Return, from the listing that follows, each line containing the word "they".

Material provided below:

//! Cross-goal provider registry.
//!
//! Goals in one build run share the providers they started through this
//! value. The registry is deliberately an explicit argument of every goal
//! handler rather than process-global state, so tests (and any embedding)
//! can run isolated registries side by side.

use std::collections::HashMap;
use std::fmt;

use slipway_api::ServiceProvider;

/// Owned provider handle as stored in the registry.
pub type ProviderHandle = Box<dyn ServiceProvider>;

/// Keyed store of live provider handles.
///
/// Entries live until they are removed or the registry is dropped; putting
/// a handle under an existing id replaces the previous entry.
#[derive(Default)]
pub struct ProviderRegistry {
    entries: HashMap<String, ProviderHandle>,
}

impl ProviderRegistry {
    /// Creates an empty registry.
    #[must_use]
    pub fn new() -> Self {
        Self::default()
    }

    /// Stores `handle` under `id`, replacing any previous entry.
    pub fn put(&mut self, id: impl Into<String>, handle: ProviderHandle) {
        self.entries.insert(id.into(), handle);
    }

    /// Borrows the handle registered under `id`.
    #[must_use]
    pub fn get(&self, id: &str) -> Option<&dyn ServiceProvider> {
        self.entries.get(id).map(Box::as_ref)
    }

    /// Removes and returns the handle registered under `id`.
    pub fn remove(&mut self, id: &str) -> Option<ProviderHandle> {
        self.entries.remove(id)
    }

    /// Number of registered providers.
    #[must_use]
    pub fn len(&self) -> usize {
        self.entries.len()
    }

    /// Whether the registry holds no providers.
    #[must_use]
    pub fn is_empty(&self) -> bool {
        self.entries.is_empty()
    }
}

impl fmt::Debug for ProviderRegistry {
    fn fmt(&self, f: &mut fmt::Formatter<'_>) -> fmt::Result {
        f.debug_set().entries(self.entries.keys()).finish()
    }
}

End of Material provided.

## Response area
//! Goals in one build run share the providers they started through this
/// Entries live until they are removed or the registry is dropped; putting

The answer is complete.